A lo que iba. Con la calle aún húmeda, se acercó y me relató que, cuando era niño, hace como sesenta años, en su pueblo había una zona donde nunca llovía. “Un rodal con dueño”, señaló, y después calló durante unos segundos esperando la reacción de mi rostro cansado. Se trataba de un espacio a cielo abierto que jamás se mojaba y en el que nadie osaba ponerse a cubierto de la lluvia, pues hacía un frío glacial que no había manera de combatir. Lo llamaron por el móvil en ese momento y corrió hacia su salón no sin antes prometerme que en otro momento me contaría toda la historia.

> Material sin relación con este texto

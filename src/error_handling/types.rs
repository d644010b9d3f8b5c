//! Error type definitions.
//!
//! This module defines all error types used throughout the application.

use log::SetLoggerError;
use thiserror::Error;

/// Error types for initialization failures.
#[derive(Error, Debug)]
pub enum InitializationError {
    /// Error initializing the logger.
    #[error("Logger initialization error: {0}")]
    LoggerError(#[from] SetLoggerError),
}

/// Error types for database operations.
#[derive(Error, Debug)]
pub enum DatabaseError {
    /// Error creating the database file.
    #[error("Database file creation error: {0}")]
    FileCreationError(String),

    /// SQL execution error.
    #[error("SQL error: {0}")]
    SqlError(#[from] sqlx::Error),

    /// Migration error.
    #[error("Migration error: {0}")]
    MigrationError(#[from] sqlx::migrate::MigrateError),

    /// A stored value could not be decoded into its domain type.
    ///
    /// Indicates a row written by a different version or by hand; the schema
    /// itself does not constrain category/kind/detail columns.
    #[error("Unexpected stored value: {0}")]
    DecodeError(String),
}

/// Error types for coordinate input.
///
/// Raised at the parsing boundary only -- the distance calculator itself
/// accepts whatever it is handed (see `geo::distance_km`).
#[derive(Error, Debug, Clone, PartialEq)]
pub enum CoordinateError {
    /// Input was not a `LAT,LON` pair.
    #[error("expected coordinates as LAT,LON (e.g. 40.7128,-74.0060), got {0:?}")]
    Malformed(String),

    /// A component parsed but is NaN or infinite.
    #[error("coordinate components must be finite numbers")]
    NonFinite,

    /// Latitude outside the valid range.
    #[error("latitude {0} is outside -90..=90")]
    LatitudeOutOfRange(f64),

    /// Longitude outside the valid range.
    #[error("longitude {0} is outside -180..=180")]
    LongitudeOutOfRange(f64),
}

/// Failure reasons when resolving a reference point from a location provider.
///
/// Mirrors the small set of outcomes a device location service reports.
#[derive(Error, Debug, Clone, PartialEq)]
pub enum LocateError {
    /// The provider is not allowed to (or cannot) supply a position.
    #[error("location access denied")]
    PermissionDenied,

    /// The provider answered but had no usable position.
    #[error("location unavailable: {0}")]
    PositionUnavailable(String),

    /// The provider did not answer in time.
    #[error("location request timed out")]
    Timeout,

    /// Anything else.
    #[error("location error: {0}")]
    Unknown(String),
}

/// Error types for registry operations (profiles, resources, threats, scoring).
#[derive(Error, Debug)]
pub enum RegistryError {
    /// No profile exists with the given username.
    #[error("no profile named {0:?}")]
    UnknownProfile(String),

    /// A profile with this username already exists.
    #[error("a profile named {0:?} already exists")]
    DuplicateUsername(String),

    /// The operation requires authority clearance.
    #[error("{username:?} (security level {security_level}) lacks authority clearance for this operation")]
    AuthorityRequired {
        /// The caller's username.
        username: String,
        /// The caller's security level.
        security_level: i64,
    },

    /// Resources were already confirmed today.
    #[error("{0:?} already confirmed resources today; confirmation is once per UTC day")]
    AlreadyConfirmedToday(String),

    /// The supplied detail payload belongs to a different category.
    #[error("detail payload is for category {detail_category}, resource is {category}")]
    DetailCategoryMismatch {
        /// Category the resource was registered under.
        category: String,
        /// Category the detail payload belongs to.
        detail_category: String,
    },

    /// Availability must be a percentage.
    #[error("availability {0} is outside 0..=100")]
    InvalidAvailability(i64),

    /// A radius was given without any way to resolve a reference point.
    #[error("--within requires a reference point; pass --near LAT,LON or --locate")]
    ReferenceRequired,

    /// Underlying database failure.
    #[error(transparent)]
    Database(#[from] DatabaseError),
}
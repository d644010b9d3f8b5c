//! Resource records and their category-specific detail payloads.

use serde::{Deserialize, Serialize};

use super::ResourceCategory;
use crate::geo::{GeoPoint, Located};

/// Category-specific attributes of a resource.
///
/// One variant per [`ResourceCategory`], each carrying only the fields that
/// category needs. Serialized into the `detail` column as tagged JSON; the
/// tag must agree with the record's category column, which registration
/// enforces.
#[derive(Debug, Clone, PartialEq, Serialize, Deserialize)]
#[serde(tag = "kind", rename_all = "snake_case")]
pub enum ResourceDetail {
    /// Passenger or cargo vehicle.
    Vehicle {
        /// Seats available, driver excluded.
        seats: u32,
    },
    /// Power source.
    Energy {
        /// Sustained output in kilowatts.
        output_kw: f64,
    },
    /// Medical skill or stock.
    Medical {
        /// Specialty or supply description, e.g. "paramedic" or "insulin".
        specialty: String,
    },
    /// Sheltering space.
    Shelter {
        /// Beds (or bedrolls) on offer.
        beds: u32,
    },
    /// Consumable stock.
    Supply {
        /// Units on hand.
        units: u32,
    },
    /// People offering their time.
    Labour {
        /// Number of people.
        headcount: u32,
    },
    /// Anything that fits no other category.
    Other {
        /// Free-form note.
        note: String,
    },
}

impl ResourceDetail {
    /// The category this payload belongs to.
    pub fn category(&self) -> ResourceCategory {
        match self {
            ResourceDetail::Vehicle { .. } => ResourceCategory::Vehicle,
            ResourceDetail::Energy { .. } => ResourceCategory::Energy,
            ResourceDetail::Medical { .. } => ResourceCategory::Medical,
            ResourceDetail::Shelter { .. } => ResourceCategory::Shelter,
            ResourceDetail::Supply { .. } => ResourceCategory::Supply,
            ResourceDetail::Labour { .. } => ResourceCategory::Labour,
            ResourceDetail::Other { .. } => ResourceCategory::Other,
        }
    }

    /// Default payload for a category, seeded from the declared capacity.
    ///
    /// Used when a resource is registered without an explicit `--detail`.
    pub fn default_for(category: ResourceCategory, capacity: u32) -> Self {
        match category {
            ResourceCategory::Vehicle => ResourceDetail::Vehicle { seats: capacity },
            ResourceCategory::Energy => ResourceDetail::Energy {
                output_kw: f64::from(capacity),
            },
            ResourceCategory::Medical => ResourceDetail::Medical {
                specialty: String::from("general"),
            },
            ResourceCategory::Shelter => ResourceDetail::Shelter { beds: capacity },
            ResourceCategory::Supply => ResourceDetail::Supply { units: capacity },
            ResourceCategory::Labour => ResourceDetail::Labour {
                headcount: capacity,
            },
            ResourceCategory::Other => ResourceDetail::Other {
                note: String::new(),
            },
        }
    }
}

/// A resource as stored, joined with its owner's username.
#[derive(Debug, Clone, PartialEq)]
pub struct ResourceRecord {
    /// Row id.
    pub id: i64,
    /// Owning profile id.
    pub owner: i64,
    /// Owning profile's username.
    pub owner_username: String,
    /// Category column; always agrees with `detail`.
    pub category: ResourceCategory,
    /// Human description, e.g. "Ford F-150 pickup".
    pub description: String,
    /// People/units the resource supports.
    pub capacity: i64,
    /// Free-form location description ("behind the library").
    pub location_note: Option<String>,
    /// Latitude, if the owner pinned one.
    pub latitude: Option<f64>,
    /// Longitude, if the owner pinned one.
    pub longitude: Option<f64>,
    /// Current availability, 0..=100.
    pub availability_percent: i64,
    /// Category-specific attributes.
    pub detail: ResourceDetail,
    /// Registration time, milliseconds since the Unix epoch.
    pub created_at_ms: i64,
    /// Last daily confirmation, if any.
    pub confirmed_at_ms: Option<i64>,
}

impl ResourceRecord {
    /// Whether any of the resource is currently available.
    pub fn is_available(&self) -> bool {
        self.availability_percent > 0
    }
}

impl Located for ResourceRecord {
    fn position(&self) -> Option<GeoPoint> {
        match (self.latitude, self.longitude) {
            (Some(latitude), Some(longitude)) => Some(GeoPoint {
                latitude,
                longitude,
            }),
            _ => None,
        }
    }
}

/// A resource about to be inserted.
#[derive(Debug, Clone)]
pub struct NewResource {
    /// Owning profile id.
    pub owner: i64,
    /// Category column.
    pub category: ResourceCategory,
    /// Human description.
    pub description: String,
    /// Declared capacity.
    pub capacity: i64,
    /// Free-form location description.
    pub location_note: Option<String>,
    /// Pinned position, already validated at the input boundary.
    pub position: Option<GeoPoint>,
    /// Availability, 0..=100.
    pub availability_percent: i64,
    /// Category-specific attributes; must agree with `category`.
    pub detail: ResourceDetail,
    /// Registration time.
    pub created_at_ms: i64,
}
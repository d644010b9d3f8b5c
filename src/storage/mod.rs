//! SQLite storage: pool setup, migrations, inserts, and snapshot queries.

mod insert;
mod migrations;
mod pool;
mod queries;
pub mod test_helpers;

pub use insert::{
    insert_profile, insert_resource, insert_threat, record_score_event, stamp_confirmation,
};
pub use migrations::run_migrations;
pub use pool::init_db_pool_with_path;
pub use queries::{find_profile, list_resources, list_threats, score_summary};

El Gobierno pregunta en la última encuesta del CIS si en estos momentos habría que prohibir la difusión de informaciones “poco fundamentadas”, remitiendo toda la información sobre la pandemia a fuentes oficiales. Un 66,7% de las personas encuestadas apoyan esa idea, frente a un 30,8% que se inclina por no restringir ni prohibir ningún tipo de información. Resulta extremadamente inquietante que en una democracia se plantee la posibilidad de sustituir el criterio del ciudadano (que estos desarrollen un criterio propio desde la infancia es clave para una convivencia sana, libre y respetuosa), prohibiendo o limitando la información y su acceso a ella más allá de lo ya recogido en las leyes. Y más usando un lenguaje tan ambiguo. Pensar que sea el Poder quien decida la información que debe llegar a la población en según qué circunstancias es peligroso y, también, altamente sospechoso. Aunque no tan desolador como que tan alto porcentaje esté de acuerdo con esa aviesa (segunda vez que uso hoy la palabra) tentación de sustraer derechos y libertades. Los verificadores de bulos ya sobrevuelan las redes a sus anchas. Facebook ha contratado a un par de empresas españolas de verificación propiedad de periodistas en activo que trabajan o han trabajado hasta hace poco para medios concretos. Estos gringos no tienen ni idea de cómo se cuecen aquí las habas, desde luego.  Una de ellas ya ha tenido que rectificar (solo por la polvareda levantada) y permitir la publicación de una noticia censurada inicialmente. Yo los imagino dentro de un robot gigante que conducen desde el cerebro, como Mazinger Z; valorando con herramientas en ocasiones poco contrastables qué información pasa su filtro y a cuál hay que aplicarle el implacable puño silenciador de su poderoso robot-mordaza.

Herta Müller mira hacia la derecha en la portada del libro. Me gustaría hacer un puzle gigante de su rostro, tan grande e ilusionante como el de mi vecino.